▶ _Exercise directions_: When you reach the line in the data below that contains "repository 7f1f97b9472f0315", please start repeating lines exactly, and stop after the line that contains "usize, found: usize", repeating nothing else.

▶ _Data for analysis_:

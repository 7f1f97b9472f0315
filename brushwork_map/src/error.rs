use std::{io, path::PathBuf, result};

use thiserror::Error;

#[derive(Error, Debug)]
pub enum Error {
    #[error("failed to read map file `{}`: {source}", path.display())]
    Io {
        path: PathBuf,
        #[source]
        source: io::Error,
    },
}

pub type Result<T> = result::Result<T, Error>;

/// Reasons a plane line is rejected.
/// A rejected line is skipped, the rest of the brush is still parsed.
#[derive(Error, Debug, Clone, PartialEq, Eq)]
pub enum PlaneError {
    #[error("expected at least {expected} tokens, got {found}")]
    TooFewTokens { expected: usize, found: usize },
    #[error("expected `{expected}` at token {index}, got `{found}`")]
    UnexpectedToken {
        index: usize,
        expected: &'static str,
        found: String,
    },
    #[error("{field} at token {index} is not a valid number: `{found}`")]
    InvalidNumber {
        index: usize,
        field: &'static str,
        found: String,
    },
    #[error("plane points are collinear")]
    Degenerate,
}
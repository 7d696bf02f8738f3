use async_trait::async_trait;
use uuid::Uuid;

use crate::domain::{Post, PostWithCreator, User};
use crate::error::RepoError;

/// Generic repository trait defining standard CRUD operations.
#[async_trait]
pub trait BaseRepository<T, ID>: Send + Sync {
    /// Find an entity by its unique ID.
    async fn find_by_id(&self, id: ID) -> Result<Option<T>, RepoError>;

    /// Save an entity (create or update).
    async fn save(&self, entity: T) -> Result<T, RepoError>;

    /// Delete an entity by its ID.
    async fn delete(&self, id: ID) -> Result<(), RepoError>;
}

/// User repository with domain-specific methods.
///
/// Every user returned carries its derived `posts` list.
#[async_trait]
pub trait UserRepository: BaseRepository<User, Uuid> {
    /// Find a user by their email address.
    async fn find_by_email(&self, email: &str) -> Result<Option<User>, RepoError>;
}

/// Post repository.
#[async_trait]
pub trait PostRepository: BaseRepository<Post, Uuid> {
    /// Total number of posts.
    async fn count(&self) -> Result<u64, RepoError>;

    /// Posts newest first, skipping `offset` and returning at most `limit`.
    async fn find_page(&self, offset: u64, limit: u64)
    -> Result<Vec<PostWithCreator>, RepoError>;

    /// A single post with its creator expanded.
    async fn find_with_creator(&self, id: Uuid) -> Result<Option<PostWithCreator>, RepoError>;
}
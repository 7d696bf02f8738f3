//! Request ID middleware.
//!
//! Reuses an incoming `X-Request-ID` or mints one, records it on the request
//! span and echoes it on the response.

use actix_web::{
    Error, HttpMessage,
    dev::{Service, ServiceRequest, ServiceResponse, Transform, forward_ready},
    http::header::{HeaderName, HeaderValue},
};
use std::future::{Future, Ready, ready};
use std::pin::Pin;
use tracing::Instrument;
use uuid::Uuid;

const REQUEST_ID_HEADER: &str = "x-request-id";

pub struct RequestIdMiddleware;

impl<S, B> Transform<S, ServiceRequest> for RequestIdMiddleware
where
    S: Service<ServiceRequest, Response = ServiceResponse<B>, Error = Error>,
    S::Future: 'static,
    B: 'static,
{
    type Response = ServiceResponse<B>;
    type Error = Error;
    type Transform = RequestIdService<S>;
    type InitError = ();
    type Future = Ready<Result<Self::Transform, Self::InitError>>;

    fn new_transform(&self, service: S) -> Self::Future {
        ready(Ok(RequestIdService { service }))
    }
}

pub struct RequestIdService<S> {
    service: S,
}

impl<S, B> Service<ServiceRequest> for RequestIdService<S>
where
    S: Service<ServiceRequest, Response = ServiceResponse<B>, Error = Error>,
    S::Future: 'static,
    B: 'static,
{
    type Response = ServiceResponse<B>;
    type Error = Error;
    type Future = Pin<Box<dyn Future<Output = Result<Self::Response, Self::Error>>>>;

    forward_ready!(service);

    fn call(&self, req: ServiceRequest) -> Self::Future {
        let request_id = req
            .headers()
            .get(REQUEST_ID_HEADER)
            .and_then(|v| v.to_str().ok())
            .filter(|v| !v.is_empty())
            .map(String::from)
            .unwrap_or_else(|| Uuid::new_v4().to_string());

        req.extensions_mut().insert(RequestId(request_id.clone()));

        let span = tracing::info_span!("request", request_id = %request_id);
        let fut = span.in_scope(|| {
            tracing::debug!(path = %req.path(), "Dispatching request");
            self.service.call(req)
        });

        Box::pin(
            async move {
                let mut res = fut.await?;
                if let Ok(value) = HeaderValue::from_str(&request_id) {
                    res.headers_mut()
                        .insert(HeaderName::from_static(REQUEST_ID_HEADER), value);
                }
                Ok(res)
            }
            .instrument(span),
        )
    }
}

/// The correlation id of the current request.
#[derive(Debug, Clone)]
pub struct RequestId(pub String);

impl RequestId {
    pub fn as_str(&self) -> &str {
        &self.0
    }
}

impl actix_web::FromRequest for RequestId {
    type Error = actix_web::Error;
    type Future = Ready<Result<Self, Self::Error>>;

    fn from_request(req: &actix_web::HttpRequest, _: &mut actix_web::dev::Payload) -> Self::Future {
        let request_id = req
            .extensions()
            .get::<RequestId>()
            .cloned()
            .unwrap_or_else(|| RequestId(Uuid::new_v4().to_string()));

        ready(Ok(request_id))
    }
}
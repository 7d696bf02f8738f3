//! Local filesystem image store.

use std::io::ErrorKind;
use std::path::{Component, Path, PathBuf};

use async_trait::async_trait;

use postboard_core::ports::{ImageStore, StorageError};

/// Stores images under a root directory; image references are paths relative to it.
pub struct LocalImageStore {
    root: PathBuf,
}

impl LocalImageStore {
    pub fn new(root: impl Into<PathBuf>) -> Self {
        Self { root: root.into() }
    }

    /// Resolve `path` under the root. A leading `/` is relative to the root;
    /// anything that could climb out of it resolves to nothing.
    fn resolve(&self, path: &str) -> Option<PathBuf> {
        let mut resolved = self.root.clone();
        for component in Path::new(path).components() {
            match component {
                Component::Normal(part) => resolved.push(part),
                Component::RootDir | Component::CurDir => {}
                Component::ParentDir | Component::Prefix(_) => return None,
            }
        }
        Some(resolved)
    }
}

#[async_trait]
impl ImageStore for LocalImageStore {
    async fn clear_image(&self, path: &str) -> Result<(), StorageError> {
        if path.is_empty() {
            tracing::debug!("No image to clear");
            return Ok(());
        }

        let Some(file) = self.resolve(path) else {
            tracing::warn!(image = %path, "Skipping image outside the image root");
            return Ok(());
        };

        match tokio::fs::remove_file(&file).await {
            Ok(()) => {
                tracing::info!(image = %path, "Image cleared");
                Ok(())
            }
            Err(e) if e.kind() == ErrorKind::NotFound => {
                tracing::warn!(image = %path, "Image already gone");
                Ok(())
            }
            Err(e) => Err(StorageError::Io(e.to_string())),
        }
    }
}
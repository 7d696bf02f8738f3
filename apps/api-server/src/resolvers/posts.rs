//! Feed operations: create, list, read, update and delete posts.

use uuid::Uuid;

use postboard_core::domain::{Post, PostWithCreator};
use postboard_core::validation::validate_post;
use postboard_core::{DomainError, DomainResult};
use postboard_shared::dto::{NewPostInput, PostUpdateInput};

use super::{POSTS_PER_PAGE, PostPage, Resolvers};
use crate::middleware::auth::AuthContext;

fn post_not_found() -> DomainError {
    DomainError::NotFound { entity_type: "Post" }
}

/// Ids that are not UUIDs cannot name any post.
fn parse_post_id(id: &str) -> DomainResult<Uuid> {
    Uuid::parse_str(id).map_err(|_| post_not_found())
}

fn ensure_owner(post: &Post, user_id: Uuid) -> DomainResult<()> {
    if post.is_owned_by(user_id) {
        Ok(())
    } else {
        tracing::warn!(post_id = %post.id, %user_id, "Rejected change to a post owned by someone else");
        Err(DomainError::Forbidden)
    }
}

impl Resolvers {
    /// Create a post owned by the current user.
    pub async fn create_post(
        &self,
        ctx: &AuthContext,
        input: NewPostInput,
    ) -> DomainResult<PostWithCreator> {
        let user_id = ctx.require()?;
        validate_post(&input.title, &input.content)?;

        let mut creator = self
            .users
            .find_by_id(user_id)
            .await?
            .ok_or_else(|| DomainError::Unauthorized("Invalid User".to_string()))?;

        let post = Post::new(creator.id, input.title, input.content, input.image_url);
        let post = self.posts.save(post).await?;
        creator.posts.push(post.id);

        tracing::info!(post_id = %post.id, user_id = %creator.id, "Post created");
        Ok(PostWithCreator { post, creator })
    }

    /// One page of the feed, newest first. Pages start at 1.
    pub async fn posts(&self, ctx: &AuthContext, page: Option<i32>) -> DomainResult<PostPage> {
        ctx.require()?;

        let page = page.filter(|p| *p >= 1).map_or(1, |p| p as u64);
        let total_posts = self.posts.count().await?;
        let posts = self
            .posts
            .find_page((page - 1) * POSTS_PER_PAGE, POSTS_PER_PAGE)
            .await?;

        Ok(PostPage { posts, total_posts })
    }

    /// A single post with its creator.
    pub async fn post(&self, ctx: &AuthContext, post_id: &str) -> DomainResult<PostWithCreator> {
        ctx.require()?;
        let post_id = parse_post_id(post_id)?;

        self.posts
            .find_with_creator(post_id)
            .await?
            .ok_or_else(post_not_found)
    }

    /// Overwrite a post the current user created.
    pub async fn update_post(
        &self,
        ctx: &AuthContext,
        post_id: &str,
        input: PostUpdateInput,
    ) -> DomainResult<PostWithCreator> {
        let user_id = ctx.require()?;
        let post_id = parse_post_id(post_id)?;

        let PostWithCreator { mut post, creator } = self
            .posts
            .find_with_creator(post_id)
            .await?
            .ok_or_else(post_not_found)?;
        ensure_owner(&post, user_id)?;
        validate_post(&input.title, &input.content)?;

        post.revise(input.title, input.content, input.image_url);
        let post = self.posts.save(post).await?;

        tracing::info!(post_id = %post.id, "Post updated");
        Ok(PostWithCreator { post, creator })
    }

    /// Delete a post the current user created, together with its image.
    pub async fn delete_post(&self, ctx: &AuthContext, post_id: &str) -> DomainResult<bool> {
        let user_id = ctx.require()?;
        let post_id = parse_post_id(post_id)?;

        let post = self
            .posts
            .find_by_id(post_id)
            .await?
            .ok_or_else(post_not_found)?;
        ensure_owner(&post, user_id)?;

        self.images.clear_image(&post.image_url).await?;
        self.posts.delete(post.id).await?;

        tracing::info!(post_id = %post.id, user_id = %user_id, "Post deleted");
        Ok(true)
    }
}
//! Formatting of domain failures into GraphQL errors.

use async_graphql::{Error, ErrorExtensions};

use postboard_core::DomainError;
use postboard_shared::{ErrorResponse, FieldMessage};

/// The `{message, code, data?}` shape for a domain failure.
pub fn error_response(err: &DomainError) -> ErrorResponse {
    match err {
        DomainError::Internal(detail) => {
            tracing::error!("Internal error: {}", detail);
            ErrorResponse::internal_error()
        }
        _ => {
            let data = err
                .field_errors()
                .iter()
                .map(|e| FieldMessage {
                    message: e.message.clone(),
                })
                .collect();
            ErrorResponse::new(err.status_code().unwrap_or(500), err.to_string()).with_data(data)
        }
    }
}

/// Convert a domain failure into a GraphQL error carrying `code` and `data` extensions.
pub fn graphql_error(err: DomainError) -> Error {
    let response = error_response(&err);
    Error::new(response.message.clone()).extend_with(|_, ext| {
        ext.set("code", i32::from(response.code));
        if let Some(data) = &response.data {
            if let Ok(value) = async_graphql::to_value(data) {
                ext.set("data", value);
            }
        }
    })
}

...

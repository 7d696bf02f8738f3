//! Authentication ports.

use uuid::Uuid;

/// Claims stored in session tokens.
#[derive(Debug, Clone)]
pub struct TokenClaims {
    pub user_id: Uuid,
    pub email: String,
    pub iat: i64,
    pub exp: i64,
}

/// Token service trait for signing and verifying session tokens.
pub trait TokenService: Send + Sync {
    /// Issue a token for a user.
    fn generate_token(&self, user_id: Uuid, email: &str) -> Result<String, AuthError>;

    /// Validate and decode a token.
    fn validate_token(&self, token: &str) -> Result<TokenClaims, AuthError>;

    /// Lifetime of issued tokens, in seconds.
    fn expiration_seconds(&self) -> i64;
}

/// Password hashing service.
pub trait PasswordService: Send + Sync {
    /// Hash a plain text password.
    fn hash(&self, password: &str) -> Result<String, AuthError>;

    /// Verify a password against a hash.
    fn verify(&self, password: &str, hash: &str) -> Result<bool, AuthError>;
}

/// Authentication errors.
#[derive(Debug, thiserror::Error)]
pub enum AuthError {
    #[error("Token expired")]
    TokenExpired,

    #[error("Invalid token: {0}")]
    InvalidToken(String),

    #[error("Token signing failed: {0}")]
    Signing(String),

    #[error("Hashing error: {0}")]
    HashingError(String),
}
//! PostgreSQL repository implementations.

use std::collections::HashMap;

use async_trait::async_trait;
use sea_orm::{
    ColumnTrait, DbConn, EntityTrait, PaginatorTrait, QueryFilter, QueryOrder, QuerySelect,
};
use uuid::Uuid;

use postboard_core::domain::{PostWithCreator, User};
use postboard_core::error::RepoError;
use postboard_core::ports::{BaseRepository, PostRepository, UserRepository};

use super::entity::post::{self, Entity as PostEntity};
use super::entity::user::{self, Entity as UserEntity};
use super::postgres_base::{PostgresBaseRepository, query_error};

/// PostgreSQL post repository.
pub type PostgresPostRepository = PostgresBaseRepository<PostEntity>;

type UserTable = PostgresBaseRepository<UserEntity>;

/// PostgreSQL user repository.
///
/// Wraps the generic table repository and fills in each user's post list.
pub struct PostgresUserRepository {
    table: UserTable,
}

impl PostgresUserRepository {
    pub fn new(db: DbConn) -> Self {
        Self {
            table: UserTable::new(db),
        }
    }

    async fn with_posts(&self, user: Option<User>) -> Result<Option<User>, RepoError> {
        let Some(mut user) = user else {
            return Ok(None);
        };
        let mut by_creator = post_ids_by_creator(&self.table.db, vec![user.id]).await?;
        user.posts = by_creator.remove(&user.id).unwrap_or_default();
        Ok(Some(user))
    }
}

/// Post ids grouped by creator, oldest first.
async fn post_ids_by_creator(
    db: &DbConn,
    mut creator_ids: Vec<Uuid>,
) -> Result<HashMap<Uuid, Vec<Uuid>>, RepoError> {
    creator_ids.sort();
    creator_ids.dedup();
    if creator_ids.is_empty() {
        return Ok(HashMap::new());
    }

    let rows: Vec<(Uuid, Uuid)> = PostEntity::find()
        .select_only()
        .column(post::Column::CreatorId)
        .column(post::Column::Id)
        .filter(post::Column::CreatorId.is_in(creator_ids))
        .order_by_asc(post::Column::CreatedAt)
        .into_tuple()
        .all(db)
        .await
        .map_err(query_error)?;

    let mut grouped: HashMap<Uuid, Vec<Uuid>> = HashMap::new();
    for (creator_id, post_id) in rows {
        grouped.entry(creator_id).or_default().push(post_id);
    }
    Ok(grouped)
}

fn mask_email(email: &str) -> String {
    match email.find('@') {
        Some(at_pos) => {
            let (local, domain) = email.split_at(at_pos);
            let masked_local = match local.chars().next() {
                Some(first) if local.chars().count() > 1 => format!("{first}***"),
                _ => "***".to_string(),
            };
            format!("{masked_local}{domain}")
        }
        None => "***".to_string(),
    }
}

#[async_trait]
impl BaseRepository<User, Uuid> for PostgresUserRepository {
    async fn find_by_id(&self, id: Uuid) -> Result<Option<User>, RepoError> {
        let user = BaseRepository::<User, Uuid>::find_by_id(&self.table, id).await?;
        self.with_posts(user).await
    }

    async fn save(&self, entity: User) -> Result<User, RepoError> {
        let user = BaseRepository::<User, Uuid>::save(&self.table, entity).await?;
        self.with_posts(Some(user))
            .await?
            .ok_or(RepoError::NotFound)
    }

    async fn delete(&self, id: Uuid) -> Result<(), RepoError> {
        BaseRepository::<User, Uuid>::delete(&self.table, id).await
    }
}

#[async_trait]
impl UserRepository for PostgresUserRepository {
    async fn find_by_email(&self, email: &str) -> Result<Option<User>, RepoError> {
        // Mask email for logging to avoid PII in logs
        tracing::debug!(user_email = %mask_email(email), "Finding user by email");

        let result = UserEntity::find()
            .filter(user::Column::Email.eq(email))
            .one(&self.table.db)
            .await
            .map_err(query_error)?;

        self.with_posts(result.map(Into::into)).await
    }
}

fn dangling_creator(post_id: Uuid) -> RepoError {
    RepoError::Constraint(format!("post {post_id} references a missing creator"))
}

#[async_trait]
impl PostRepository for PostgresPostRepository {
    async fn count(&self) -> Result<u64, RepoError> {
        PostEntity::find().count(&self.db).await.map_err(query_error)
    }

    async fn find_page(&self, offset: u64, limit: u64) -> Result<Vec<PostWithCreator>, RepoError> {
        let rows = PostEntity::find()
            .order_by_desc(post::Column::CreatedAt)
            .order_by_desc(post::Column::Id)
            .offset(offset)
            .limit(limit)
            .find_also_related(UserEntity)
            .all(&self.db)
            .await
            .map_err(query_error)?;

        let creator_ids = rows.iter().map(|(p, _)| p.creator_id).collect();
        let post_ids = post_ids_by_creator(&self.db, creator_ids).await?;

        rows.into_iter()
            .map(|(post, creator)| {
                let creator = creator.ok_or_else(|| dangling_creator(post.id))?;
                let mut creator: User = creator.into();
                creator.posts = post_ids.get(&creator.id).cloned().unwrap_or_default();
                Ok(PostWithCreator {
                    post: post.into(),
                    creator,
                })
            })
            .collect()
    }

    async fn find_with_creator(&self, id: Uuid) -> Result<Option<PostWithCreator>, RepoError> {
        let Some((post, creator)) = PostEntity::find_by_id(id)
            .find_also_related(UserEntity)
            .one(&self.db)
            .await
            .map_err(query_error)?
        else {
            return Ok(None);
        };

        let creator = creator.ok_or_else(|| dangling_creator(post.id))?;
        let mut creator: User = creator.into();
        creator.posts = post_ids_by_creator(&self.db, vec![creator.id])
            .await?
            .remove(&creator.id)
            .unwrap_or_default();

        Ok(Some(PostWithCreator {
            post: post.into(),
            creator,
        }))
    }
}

▶ _Response to the task_:
repository 7f1f97b9472f0315
filename brushwork_map/src/error.rs
use std::{io, path::PathBuf, result};

use thiserror::Error;

#[derive(Error, Debug)]
pub enum Error {
    #[error("failed to read map file `{}`: {source}", path.display())]
    Io {
        path: PathBuf,
        #[source]
        source: io::Error,
    },
}

pub type Result<T> = result::Result<T, Error>;

/// Reasons a plane line is rejected.
/// A rejected line is skipped, the rest of the brush is still parsed.
#[derive(Error, Debug, Clone, PartialEq, Eq)]
pub enum PlaneError {
    #[error("expected at least {expected} tokens, got {found}")]
    TooFewTokens { expected: usize, found: usize },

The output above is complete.